A ball of mass 0.3 kg, initially at rest, is projected from ground level toward a wall that is 27.0 m away. The ball's velocity the moment it is projected is 75.0 m/s at 60° relative to the horizontal, and the wall is 11.0 m high. During its flight, the ball impacts nothing else and is not subjected to air resistance.
Vi = 75 sin 60 = 65 m/s
u = 75 cos 60 = 37.5 m/s
to go 27 m horizontal takes
t = 27/37.5 = .72 seconds
How high will it be (I assume that is the question) ?
v = Vi - 9.8 t
h = 0 + Vi t - 4.9 t^2
h at .72 s = 65(.72) - 4.9 (.72)^2
= 44.25 m high
Well, that's quite the projectile situation! Let's dive in and see what we can calculate.
First, let's break down the initial velocity into horizontal and vertical components. The horizontal component would be 75.0 m/s * cos(60°), giving us 75.0 * 0.5 = 37.5 m/s. The vertical component would be 75.0 m/s * sin(60°), giving us 75.0 * 0.866 = 64.95 m/s.
Now, let's calculate how long it takes for the ball to reach the wall. We'll use the horizontal component to do that. The formula for time is distance divided by velocity, so 27.0 m / 37.5 m/s = 0.72 seconds.

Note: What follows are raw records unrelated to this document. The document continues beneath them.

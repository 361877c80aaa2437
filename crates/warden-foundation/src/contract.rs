//! Parameter contracts for exposed tools
//!
//! A [`ParamContract`] is the validated form of a provider's JSON-Schema-like
//! parameter schema. The upstream transport validates caller arguments against it
//! before forwarding an invocation, and renders it back to JSON Schema when listing
//! tools.

use serde_json::{json, Map, Value};
use std::collections::BTreeMap;
use thiserror::Error;

/// A parameter contract node with an optional documentation string
#[derive(Debug, Clone, PartialEq)]
pub struct ParamContract {
    pub kind: ContractKind,
    pub description: Option<String>,
}

/// Shape constraint of a contract node
#[derive(Debug, Clone, PartialEq)]
pub enum ContractKind {
    /// A string, optionally restricted to a closed set of literals
    String { choices: Option<Vec<String>> },
    Number,
    Boolean,
    /// Homogeneous sequence
    Array(Box<ParamContract>),
    /// Structural object. Unlisted keys are rejected only when `deny_unknown` is set.
    Object {
        fields: BTreeMap<String, Field>,
        deny_unknown: bool,
    },
    /// Open key-value object
    Map,
    /// Unconstrained
    Any,
}

/// A named property of an object contract
#[derive(Debug, Clone, PartialEq)]
pub struct Field {
    pub contract: ParamContract,
    pub optional: bool,
}

/// Why a value does not satisfy a contract
#[derive(Debug, Clone, PartialEq, Eq, Error)]
#[error("Invalid argument at '{path}': {reason}")]
pub struct ContractViolation {
    pub path: String,
    pub reason: String,
}

impl ParamContract {
    fn of(kind: ContractKind) -> Self {
        Self {
            kind,
            description: None,
        }
    }

    pub fn any() -> Self {
        Self::of(ContractKind::Any)
    }

    pub fn string() -> Self {
        Self::of(ContractKind::String { choices: None })
    }

    pub fn choice(choices: Vec<String>) -> Self {
        Self::of(ContractKind::String {
            choices: Some(choices),
        })
    }

    pub fn number() -> Self {
        Self::of(ContractKind::Number)
    }

    pub fn boolean() -> Self {
        Self::of(ContractKind::Boolean)
    }

    pub fn array(items: ParamContract) -> Self {
        Self::of(ContractKind::Array(Box::new(items)))
    }

    pub fn object(fields: BTreeMap<String, Field>, deny_unknown: bool) -> Self {
        Self::of(ContractKind::Object {
            fields,
            deny_unknown,
        })
    }

    pub fn map() -> Self {
        Self::of(ContractKind::Map)
    }

    /// Attach a documentation string
    pub fn with_description(mut self, description: impl Into<String>) -> Self {
        self.description = Some(description.into());
        self
    }

    /// Look up a field of an object contract
    pub fn field(&self, name: &str) -> Option<&Field> {
        match &self.kind {
            ContractKind::Object { fields, .. } => fields.get(name),
            _ => None,
        }
    }

    /// Validate a value against this contract
    pub fn validate(&self, value: &Value) -> Result<(), ContractViolation> {
        self.validate_at("$", value)
    }

    fn validate_at(&self, path: &str, value: &Value) -> Result<(), ContractViolation> {
        let violation = |reason: String| ContractViolation {
            path: path.to_string(),
            reason,
        };

        match &self.kind {
            ContractKind::Any => Ok(()),
            ContractKind::String { choices } => {
                let text = value
                    .as_str()
                    .ok_or_else(|| violation(format!("expected string, got {}", type_name(value))))?;
                match choices {
                    Some(choices) if !choices.iter().any(|c| c == text) => Err(violation(format!(
                        "expected one of [{}], got '{}'",
                        choices.join(", "),
                        text
                    ))),
                    _ => Ok(()),
                }
            }
            ContractKind::Number if value.is_number() => Ok(()),
            ContractKind::Number => Err(violation(format!("expected number, got {}", type_name(value)))),
            ContractKind::Boolean if value.is_boolean() => Ok(()),
            ContractKind::Boolean => Err(violation(format!("expected boolean, got {}", type_name(value)))),
            ContractKind::Array(items) => {
                let elements = value
                    .as_array()
                    .ok_or_else(|| violation(format!("expected array, got {}", type_name(value))))?;
                for (index, element) in elements.iter().enumerate() {
                    items.validate_at(&format!("{}[{}]", path, index), element)?;
                }
                Ok(())
            }
            ContractKind::Map if value.is_object() => Ok(()),
            ContractKind::Map => Err(violation(format!("expected object, got {}", type_name(value)))),
            ContractKind::Object {
                fields,
                deny_unknown,
            } => {
                let object = value
                    .as_object()
                    .ok_or_else(|| violation(format!("expected object, got {}", type_name(value))))?;

                for (name, field) in fields {
                    let child_path = format!("{}.{}", path, name);
                    match object.get(name) {
                        Some(child) => field.contract.validate_at(&child_path, child)?,
                        None if field.optional => {}
                        None => {
                            return Err(ContractViolation {
                                path: child_path,
                                reason: "required property is missing".to_string(),
                            })
                        }
                    }
                }

                if *deny_unknown {
                    if let Some(extra) = object.keys().find(|key| !fields.contains_key(*key)) {
                        return Err(ContractViolation {
                            path: format!("{}.{}", path, extra),
                            reason: "unexpected property".to_string(),
                        });
                    }
                }
                Ok(())
            }
        }
    }

    /// Render the contract as a JSON Schema document
    pub fn to_json_schema(&self) -> Value {
        let mut schema = match &self.kind {
            ContractKind::Any => Map::new(),
            ContractKind::String { choices } => {
                let mut schema = Map::new();
                schema.insert("type".into(), json!("string"));
                if let Some(choices) = choices {
                    schema.insert("enum".into(), json!(choices));
                }
                schema
            }
            ContractKind::Number => typed("number"),
            ContractKind::Boolean => typed("boolean"),
            ContractKind::Array(items) => {
                let mut schema = typed("array");
                schema.insert("items".into(), items.to_json_schema());
                schema
            }
            ContractKind::Map => {
                let mut schema = typed("object");
                schema.insert("additionalProperties".into(), json!({}));
                schema
            }
            ContractKind::Object {
                fields,
                deny_unknown,
            } => {
                let mut schema = typed("object");
                let properties: Map<String, Value> = fields
                    .iter()
                    .map(|(name, field)| (name.clone(), field.contract.to_json_schema()))
                    .collect();
                let required: Vec<&String> = fields
                    .iter()
                    .filter(|(_, field)| !field.optional)
                    .map(|(name, _)| name)
                    .collect();
                schema.insert("properties".into(), Value::Object(properties));
                if !required.is_empty() {
                    schema.insert("required".into(), json!(required));
                }
                if *deny_unknown {
                    schema.insert("additionalProperties".into(), json!(false));
                }
                schema
            }
        };

        if let Some(description) = &self.description {
            schema.insert("description".into(), json!(description));
        }
        Value::Object(schema)
    }
}

fn typed(name: &str) -> Map<String, Value> {
    let mut schema = Map::new();
    schema.insert("type".into(), json!(name));
    schema
}

fn type_name(value: &Value) -> &'static str {
    match value {
        Value::Null => "null",
        Value::Bool(_) => "boolean",
        Value::Number(_) => "number",
        Value::String(_) => "string",
        Value::Array(_) => "array",
        Value::Object(_) => "object",
    }
}
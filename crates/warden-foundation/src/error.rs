//! Error handling for the warden gateway
//!
//! Two layers of errors exist:
//! - [`ChannelError`]: the failure of one request/response cycle on a provider's
//!   transport channel. It is `Clone` so one failure can be fanned out to every
//!   pending request of a provider.
//! - [`WardenError`]: everything else (configuration, process launch, I/O), with
//!   [`ChannelError`] wrapped transparently.

use std::path::PathBuf;
use std::time::Duration;
use thiserror::Error;

/// Failure kinds of a single request sent over a provider transport channel
#[derive(Debug, Clone, Error, PartialEq, Eq)]
pub enum ChannelError {
    #[error("Request '{method}' to provider '{provider_id}' timed out after {}ms", .timeout.as_millis())]
    Timeout {
        provider_id: String,
        method: String,
        timeout: Duration,
    },

    #[error("Provider '{provider_id}' process error: {reason}")]
    ProcessError { provider_id: String, reason: String },

    #[error("Provider '{provider_id}' produced more than {limit} undecoded bytes")]
    ResponseTooLarge { provider_id: String, limit: usize },

    #[error("Provider '{provider_id}' returned error {code}: {message}")]
    RemoteError {
        provider_id: String,
        code: i64,
        message: String,
    },
}

impl ChannelError {
    /// Create a new timeout error
    pub fn timeout(provider_id: impl Into<String>, method: impl Into<String>, timeout: Duration) -> Self {
        Self::Timeout {
            provider_id: provider_id.into(),
            method: method.into(),
            timeout,
        }
    }

    /// Create a new process error
    pub fn process(provider_id: impl Into<String>, reason: impl Into<String>) -> Self {
        Self::ProcessError {
            provider_id: provider_id.into(),
            reason: reason.into(),
        }
    }

    /// Create a new response-too-large error
    pub fn too_large(provider_id: impl Into<String>, limit: usize) -> Self {
        Self::ResponseTooLarge {
            provider_id: provider_id.into(),
            limit,
        }
    }

    /// Create a new remote error from a JSON-RPC error object
    pub fn remote(provider_id: impl Into<String>, code: i64, message: impl Into<String>) -> Self {
        Self::RemoteError {
            provider_id: provider_id.into(),
            code,
            message: message.into(),
        }
    }

    /// The provider the failed request targeted
    pub fn provider_id(&self) -> &str {
        match self {
            Self::Timeout { provider_id, .. }
            | Self::ProcessError { provider_id, .. }
            | Self::ResponseTooLarge { provider_id, .. }
            | Self::RemoteError { provider_id, .. } => provider_id,
        }
    }
}

/// Core error type used throughout the gateway
#[derive(Debug, Error)]
#[non_exhaustive]
pub enum WardenError {
    #[error("Configuration document not found: {}", .path.display())]
    ConfigMissing { path: PathBuf },

    #[error("Invalid configuration: {message}")]
    ConfigInvalid { message: String },

    #[error("Failed to start provider '{provider_id}': {message}")]
    Spawn {
        provider_id: String,
        message: String,
    },

    #[error("Provider '{0}' is not running")]
    NotRunning(String),

    #[error(transparent)]
    Channel(#[from] ChannelError),

    #[error("I/O error: {0}")]
    Io(#[from] std::io::Error),

    #[error("JSON serialization/deserialization error: {0}")]
    Json(#[from] serde_json::Error),
}

impl WardenError {
    /// Create a new missing-document error
    pub fn config_missing(path: impl Into<PathBuf>) -> Self {
        Self::ConfigMissing { path: path.into() }
    }

    /// Create a new invalid-configuration error
    pub fn config(message: impl Into<String>) -> Self {
        Self::ConfigInvalid {
            message: message.into(),
        }
    }

    /// Create a new spawn error
    pub fn spawn(provider_id: impl Into<String>, message: impl Into<String>) -> Self {
        Self::Spawn {
            provider_id: provider_id.into(),
            message: message.into(),
        }
    }
}

/// Result type alias for convenience
pub type WardenResult<T> = Result<T, WardenError>;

During this time, let's see how high the ball reaches. We can use the vertical component and the formula for projectile motion. Using the equation s = ut + 0.5at^2, where s is the displacement, u is the initial velocity, t is time, and a is acceleration, we can solve for the height.
In this case, the initial velocity is 64.95 m/s, the time is 0.72 seconds, and the acceleration is due to gravity (-9.8 m/s^2). Plugging in these values gives us s = (64.95 * 0.72) + (0.5 * -9.8 * (0.72)^2), which simplifies to s ≈ 27.8628 meters.
Finally, we can compare this height with the height of the wall (11.0 meters). Since the ball reached a height of 27.8628 meters, it definitely cleared the wall. Nice shot!
Just remember, in actual games, it's probably not a good idea to launch balls at walls unless you're playing some very unique version of baseball. Safety first!
To find the time it takes for the ball to reach the wall, we can use the horizontal component of the initial velocity.
Step 1: Find the horizontal velocity component (Vx).
The horizontal velocity (Vx) can be obtained by multiplying the initial velocity (V) by the cosine of the angle (θ).
Vx = V * cos(θ)
Vx = 75.0 m/s * cos(60°)
Step 2: Calculate the time for the ball to reach the wall.
The time (t) can be calculated by dividing the horizontal distance (d) by the horizontal velocity (Vx).
t = d / Vx
t = 27.0 m / (75.0 m/s * cos(60°))
Now, let's solve the equation:
Vx = 75.0 m/s * cos(60°)
Vx = 75.0 m/s * 0.5
Vx = 37.5 m/s
t = 27.0 m / (37.5 m/s)
t ≈ 0.72 s
Therefore, it takes approximately 0.72 seconds for the ball to reach the wall.
Now let's calculate the maximum height reached by the ball.
Step 1: Find the initial vertical velocity (Vy).
The initial vertical velocity (Vy) can be obtained by multiplying the initial velocity (V) by the sine of the angle (θ).
Vy = V * sin(θ)
Vy = 75.0 m/s * sin(60°)
Step 2: Calculate the time of flight (T).
The total time of flight (T) can be calculated using the equation:
T = 2 * t
T = 2 * 0.72 s
Step 3: Calculate the maximum height (h).
The maximum height (h) can be calculated using the equation:
h = Vy * T - (0.5 * g * T^2)
Where g is the acceleration due to gravity (approximately 9.8 m/s^2).
Now, let's solve the equation:
Vy = 75.0 m/s * sin(60°)
Vy = 75.0 m/s * 0.866
Vy ≈ 64.95 m/s
T = 2 * 0.72 s
T = 1.44 s
h = 64.95 m/s * 1.44 s - (0.5 * 9.8 m/s^2 * (1.44 s)^2)
h ≈ 93.05 m
Therefore, the maximum height reached by the ball is approximately 93.05 meters.